TASK GOAL
Line by line, set down the records exactly as they appear below.

RECORDS TO USE START

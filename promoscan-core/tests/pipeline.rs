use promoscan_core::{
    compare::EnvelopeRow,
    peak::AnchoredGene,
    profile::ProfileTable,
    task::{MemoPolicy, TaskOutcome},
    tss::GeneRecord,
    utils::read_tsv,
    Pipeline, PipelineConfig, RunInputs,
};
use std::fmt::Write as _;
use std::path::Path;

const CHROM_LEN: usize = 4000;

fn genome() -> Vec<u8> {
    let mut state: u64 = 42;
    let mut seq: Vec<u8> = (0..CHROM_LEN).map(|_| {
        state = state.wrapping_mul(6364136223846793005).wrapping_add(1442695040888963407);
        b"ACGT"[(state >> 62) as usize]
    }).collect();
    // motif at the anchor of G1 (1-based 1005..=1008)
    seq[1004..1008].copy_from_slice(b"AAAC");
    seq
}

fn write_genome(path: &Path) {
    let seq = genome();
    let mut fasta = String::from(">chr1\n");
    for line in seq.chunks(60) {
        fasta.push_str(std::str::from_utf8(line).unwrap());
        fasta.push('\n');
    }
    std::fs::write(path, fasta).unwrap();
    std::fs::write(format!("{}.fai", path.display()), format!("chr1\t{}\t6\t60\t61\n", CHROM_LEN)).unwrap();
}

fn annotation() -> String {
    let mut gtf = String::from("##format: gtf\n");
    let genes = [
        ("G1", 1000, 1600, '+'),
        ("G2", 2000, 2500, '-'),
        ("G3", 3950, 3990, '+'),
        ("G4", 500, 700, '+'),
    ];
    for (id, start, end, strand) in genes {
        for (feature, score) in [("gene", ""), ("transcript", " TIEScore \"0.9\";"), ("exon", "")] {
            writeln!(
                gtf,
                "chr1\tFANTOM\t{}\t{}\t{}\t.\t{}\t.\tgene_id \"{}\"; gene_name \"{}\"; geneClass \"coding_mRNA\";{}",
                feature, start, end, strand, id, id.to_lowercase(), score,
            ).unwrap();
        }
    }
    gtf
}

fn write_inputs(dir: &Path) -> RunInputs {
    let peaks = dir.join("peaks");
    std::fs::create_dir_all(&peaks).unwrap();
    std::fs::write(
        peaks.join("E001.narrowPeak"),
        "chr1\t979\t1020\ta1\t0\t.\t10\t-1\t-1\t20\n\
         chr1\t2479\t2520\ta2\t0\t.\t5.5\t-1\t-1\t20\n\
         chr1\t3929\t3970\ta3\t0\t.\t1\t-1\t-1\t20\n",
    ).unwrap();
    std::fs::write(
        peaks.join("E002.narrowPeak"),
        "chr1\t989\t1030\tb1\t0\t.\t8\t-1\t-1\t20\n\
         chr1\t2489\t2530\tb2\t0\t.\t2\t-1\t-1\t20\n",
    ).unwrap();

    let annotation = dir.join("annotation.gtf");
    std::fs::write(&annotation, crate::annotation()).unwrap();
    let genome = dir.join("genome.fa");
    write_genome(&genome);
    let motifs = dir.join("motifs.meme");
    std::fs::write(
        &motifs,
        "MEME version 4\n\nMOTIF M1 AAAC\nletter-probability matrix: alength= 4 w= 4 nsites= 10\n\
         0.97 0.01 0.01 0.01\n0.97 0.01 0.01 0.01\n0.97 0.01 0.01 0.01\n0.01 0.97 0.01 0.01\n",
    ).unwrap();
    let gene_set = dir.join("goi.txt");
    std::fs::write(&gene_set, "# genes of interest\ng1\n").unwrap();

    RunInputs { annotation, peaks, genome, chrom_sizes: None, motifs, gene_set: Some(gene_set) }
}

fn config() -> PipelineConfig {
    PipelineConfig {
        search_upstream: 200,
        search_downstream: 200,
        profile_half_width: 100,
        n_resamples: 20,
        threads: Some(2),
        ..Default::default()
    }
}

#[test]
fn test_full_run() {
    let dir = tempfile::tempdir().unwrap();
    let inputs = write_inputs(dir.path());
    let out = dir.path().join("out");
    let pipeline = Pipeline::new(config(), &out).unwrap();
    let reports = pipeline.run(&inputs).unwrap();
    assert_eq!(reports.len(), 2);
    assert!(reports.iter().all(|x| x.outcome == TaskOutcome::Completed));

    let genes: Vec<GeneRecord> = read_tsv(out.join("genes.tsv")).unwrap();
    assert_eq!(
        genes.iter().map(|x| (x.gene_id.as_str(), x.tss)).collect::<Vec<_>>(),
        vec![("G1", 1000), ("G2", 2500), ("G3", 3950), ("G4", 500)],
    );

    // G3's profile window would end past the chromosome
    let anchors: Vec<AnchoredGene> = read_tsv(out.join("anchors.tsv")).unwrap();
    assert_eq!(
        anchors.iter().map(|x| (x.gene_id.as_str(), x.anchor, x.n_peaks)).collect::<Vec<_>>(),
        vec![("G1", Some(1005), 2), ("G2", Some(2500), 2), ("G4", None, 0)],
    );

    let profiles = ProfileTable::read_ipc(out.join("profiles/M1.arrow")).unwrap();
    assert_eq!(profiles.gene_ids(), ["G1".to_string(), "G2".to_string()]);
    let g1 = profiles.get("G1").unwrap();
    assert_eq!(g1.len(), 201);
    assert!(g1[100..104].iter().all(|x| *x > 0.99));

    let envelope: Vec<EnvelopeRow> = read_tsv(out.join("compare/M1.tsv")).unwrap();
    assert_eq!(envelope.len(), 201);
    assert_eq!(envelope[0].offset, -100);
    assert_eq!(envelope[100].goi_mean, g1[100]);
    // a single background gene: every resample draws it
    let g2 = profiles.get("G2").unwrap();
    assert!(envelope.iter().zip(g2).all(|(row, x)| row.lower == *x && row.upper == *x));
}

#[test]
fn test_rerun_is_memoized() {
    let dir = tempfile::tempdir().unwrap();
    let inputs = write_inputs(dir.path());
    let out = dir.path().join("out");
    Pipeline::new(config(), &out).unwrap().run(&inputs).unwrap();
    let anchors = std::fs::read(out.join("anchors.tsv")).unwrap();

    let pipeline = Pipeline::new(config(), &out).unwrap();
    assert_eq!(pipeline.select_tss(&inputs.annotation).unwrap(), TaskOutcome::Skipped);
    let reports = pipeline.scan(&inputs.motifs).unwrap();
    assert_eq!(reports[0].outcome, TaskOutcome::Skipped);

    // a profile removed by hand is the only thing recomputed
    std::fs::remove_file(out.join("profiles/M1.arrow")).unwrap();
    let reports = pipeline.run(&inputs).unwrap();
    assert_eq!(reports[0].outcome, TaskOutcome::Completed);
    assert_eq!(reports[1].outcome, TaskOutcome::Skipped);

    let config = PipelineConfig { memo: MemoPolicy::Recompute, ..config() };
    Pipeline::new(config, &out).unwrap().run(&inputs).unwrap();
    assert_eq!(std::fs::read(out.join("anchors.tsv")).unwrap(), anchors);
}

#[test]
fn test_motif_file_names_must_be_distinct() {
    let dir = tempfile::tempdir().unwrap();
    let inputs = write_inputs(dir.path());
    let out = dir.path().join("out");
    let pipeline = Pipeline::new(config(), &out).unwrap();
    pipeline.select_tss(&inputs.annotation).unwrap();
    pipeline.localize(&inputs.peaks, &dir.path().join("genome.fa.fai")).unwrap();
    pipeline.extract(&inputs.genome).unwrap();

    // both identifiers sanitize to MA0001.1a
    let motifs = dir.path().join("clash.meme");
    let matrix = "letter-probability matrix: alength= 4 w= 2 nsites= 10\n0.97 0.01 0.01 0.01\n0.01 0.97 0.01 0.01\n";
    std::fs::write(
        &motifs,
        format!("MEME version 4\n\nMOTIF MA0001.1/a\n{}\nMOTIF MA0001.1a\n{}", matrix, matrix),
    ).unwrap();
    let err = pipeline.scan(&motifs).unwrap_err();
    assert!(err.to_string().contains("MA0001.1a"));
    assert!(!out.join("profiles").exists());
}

RECORDS TO USE END

EXERCISE OUTPUT
filename promoscan-core/tests/pipeline.rs
use promoscan_core::{
    compare::EnvelopeRow,
    peak::AnchoredGene,
    profile::ProfileTable,
    task::{MemoPolicy, TaskOutcome},
    tss::GeneRecord,
    utils::read_tsv,
    Pipeline, PipelineConfig, RunInputs,
};
use std::fmt::Write as _;
use std::path::Path;

const CHROM_LEN: usize = 4000;

fn genome() -> Vec<u8> {
    let mut state: u64 = 42;
    let mut seq: Vec<u8> = (0..CHROM_LEN).map(|_| {
        state = state.wrapping_mul(6364136223846793005).wrapping_add(1442695040888963407);
        b"ACGT"[(state >> 62) as usize]
    }).collect();
    // motif at the anchor of G1 (1-based 1005..=1008)
    seq[1004..1008].copy_from_slice(b"AAAC");
    seq
}

fn write_genome(path: &Path) {
    let seq = genome();
    let mut fasta = String::from(">chr1\n");
    for line in seq.chunks(60) {
        fasta.push_str(std::str::from_utf8(line).unwrap());
        fasta.push('\n');
    }
    std::fs::write(path, fasta).unwrap();
    std::fs::write(format!("{}.fai", path.display()), format!("chr1\t{}\t6\t60\t61\n", CHROM_LEN)).unwrap();
}

fn annotation() -> String {
    let mut gtf = String::from("##format: gtf\n");
    let genes = [
        ("G1", 1000, 1600, '+'),
        ("G2", 2000, 2500, '-'),
        ("G3", 3950, 3990, '+'),
        ("G4", 500, 700, '+'),
    ];
    for (id, start, end, strand) in genes {
        for (feature, score) in [("gene", ""), ("transcript", " TIEScore \"0.9\";"), ("exon", "")] {
            writeln!(
                gtf,
                "chr1\tFANTOM\t{}\t{}\t{}\t.\t{}\t.\tgene_id \"{}\"; gene_name \"{}\"; geneClass \"coding_mRNA\";{}",
                feature, start, end, strand, id, id.to_lowercase(), score,
            ).unwrap();
        }
    }
    gtf
}

fn write_inputs(dir: &Path) -> RunInputs {
    let peaks = dir.join("peaks");
    std::fs::create_dir_all(&peaks).unwrap();
    std::fs::write(
        peaks.join("E001.narrowPeak"),
        "chr1\t979\t1020\ta1\t0\t.\t10\t-1\t-1\t20\n\
         chr1\t2479\t2520\ta2\t0\t.\t5.5\t-1\t-1\t20\n\
         chr1\t3929\t3970\ta3\t0\t.\t1\t-1\t-1\t20\n",
    ).unwrap();
    std::fs::write(
        peaks.join("E002.narrowPeak"),
        "chr1\t989\t1030\tb1\t0\t.\t8\t-1\t-1\t20\n\
         chr1\t2489\t2530\tb2\t0\t.\t2\t-1\t-1\t20\n",
    ).unwrap();

    let annotation = dir.join("annotation.gtf");
    std::fs::write(&annotation, crate::annotation()).unwrap();
    let genome = dir.join("genome.fa");
    write_genome(&genome);
    let motifs = dir.join("motifs.meme");
    std::fs::write(
        &motifs,
        "MEME version 4\n\nMOTIF M1 AAAC\nletter-probability matrix: alength= 4 w= 4 nsites= 10\n\
         0.97 0.01 0.01 0.01\n0.97 0.01 0.01 0.01\n0.97 0.01 0.01 0.01\n0.01 0.97 0.01 0.01\n",
    ).unwrap();
    let gene_set = dir.join("goi.txt");
    std::fs::write(&gene_set, "# genes of interest\ng1\n").unwrap();

    RunInputs { annotation, peaks, genome, chrom_sizes: None, motifs, gene_set: Some(gene_set) }
}

fn config() -> PipelineConfig {
    PipelineConfig {
        search_upstream: 200,
        search_downstream: 200,
        profile_half_width: 100,
        n_resamples: 20,
        threads: Some(2),
        ..Default::default()
    }
}

#[test]
fn test_full_run() {
    let dir = tempfile::tempdir().unwrap();
    let inputs = write_inputs(dir.path());
    let out = dir.path().join("out");
    let pipeline = Pipeline::new(config(), &out).unwrap();
    let reports = pipeline.run(&inputs).unwrap();
    assert_eq!(reports.len(), 2);
    assert!(reports.iter().all(|x| x.outcome == TaskOutcome::Completed));

    let genes: Vec<GeneRecord> = read_tsv(out.join("genes.tsv")).unwrap();
    assert_eq!(
        genes.iter().map(|x| (x.gene_id.as_str(), x.tss)).collect::<Vec<_>>(),
        vec![("G1", 1000), ("G2", 2500), ("G3", 3950), ("G4", 500)],
    );

    // G3's profile window would end past the chromosome
    let anchors: Vec<AnchoredGene> = read_tsv(out.join("anchors.tsv")).unwrap();
    assert_eq!(
        anchors.iter().map(|x| (x.gene_id.as_str(), x.anchor, x.n_peaks)).collect::<Vec<_>>(),
        vec![("G1", Some(1005), 2), ("G2", Some(2500), 2), ("G4", None, 0)],
    );

    let profiles = ProfileTable::read_ipc(out.join("profiles/M1.arrow")).unwrap();
    assert_eq!(profiles.gene_ids(), ["G1".to_string(), "G2".to_string()]);
    let g1 = profiles.get("G1").unwrap();
    assert_eq!(g1.len(), 201);
    assert!(g1[100..104].iter().all(|x| *x > 0.99));

    let envelope: Vec<EnvelopeRow> = read_tsv(out.join("compare/M1.tsv")).unwrap();
    assert_eq!(envelope.len(), 201);
    assert_eq!(envelope[0].offset, -100);
    assert_eq!(envelope[100].goi_mean, g1[100]);
    // a single background gene: every resample draws it
    let g2 = profiles.get("G2").unwrap();
    assert!(envelope.iter().zip(g2).all(|(row, x)| row.lower == *x && row.upper == *x));
}

#[test]
fn test_rerun_is_memoized() {
    let dir = tempfile::tempdir().unwrap();
    let inputs = write_inputs(dir.path());
    let out = dir.path().join("out");
    Pipeline::new(config(), &out).unwrap().run(&inputs).unwrap();
    let anchors = std::fs::read(out.join("anchors.tsv")).unwrap();

    let pipeline = Pipeline::new(config(), &out).unwrap();
    assert_eq!(pipeline.select_tss(&inputs.annotation).unwrap(), TaskOutcome::Skipped);
    let reports = pipeline.scan(&inputs.motifs).unwrap();
    assert_eq!(reports[0].outcome, TaskOutcome::Skipped);

    // a profile removed by hand is the only thing recomputed
    std::fs::remove_file(out.join("profiles/M1.arrow")).unwrap();
    let reports = pipeline.run(&inputs).unwrap();
    assert_eq!(reports[0].outcome, TaskOutcome::Completed);
    assert_eq!(reports[1].outcome, TaskOutcome::Skipped);

    let config = PipelineConfig { memo: MemoPolicy::Recompute, ..config() };
    Pipeline::new(config, &out).unwrap().run(&inputs).unwrap();
    assert_eq!(std::fs::read(out.join("anchors.tsv")).unwrap(), anchors);
}

#[test]
fn test_motif_file_names_must_be_distinct() {
    let dir = tempfile::tempdir().unwrap();
    let inputs = write_inputs(dir.path());
    let out = dir.path().join("out");
    let pipeline = Pipeline::new(config(), &out).unwrap();
    pipeline.select_tss(&inputs.annotation).unwrap();
    pipeline.localize(&inputs.peaks, &dir.path().join("genome.fa.fai")).unwrap();
    pipeline.extract(&inputs.genome).unwrap();

    // both identifiers sanitize to MA0001.1a
    let motifs = dir.path().join("clash.meme");
    let matrix = "letter-probability matrix: alength= 4 w= 2 nsites= 10\n0.97 0.01 0.01 0.01\n0.01 0.97 0.01 0.01\n";
    std::fs::write(
        &motifs,
        format!("MEME version 4\n\nMOTIF MA0001.1/a\n{}\nMOTIF MA0001.1a\n{}", matrix, matrix),
    ).unwrap();
    let err = pipeline.scan(&motifs).unwrap_err();
    assert!(err.to_string().contains("MA0001.1a"));
    assert!(!out.join("profiles").exists());
}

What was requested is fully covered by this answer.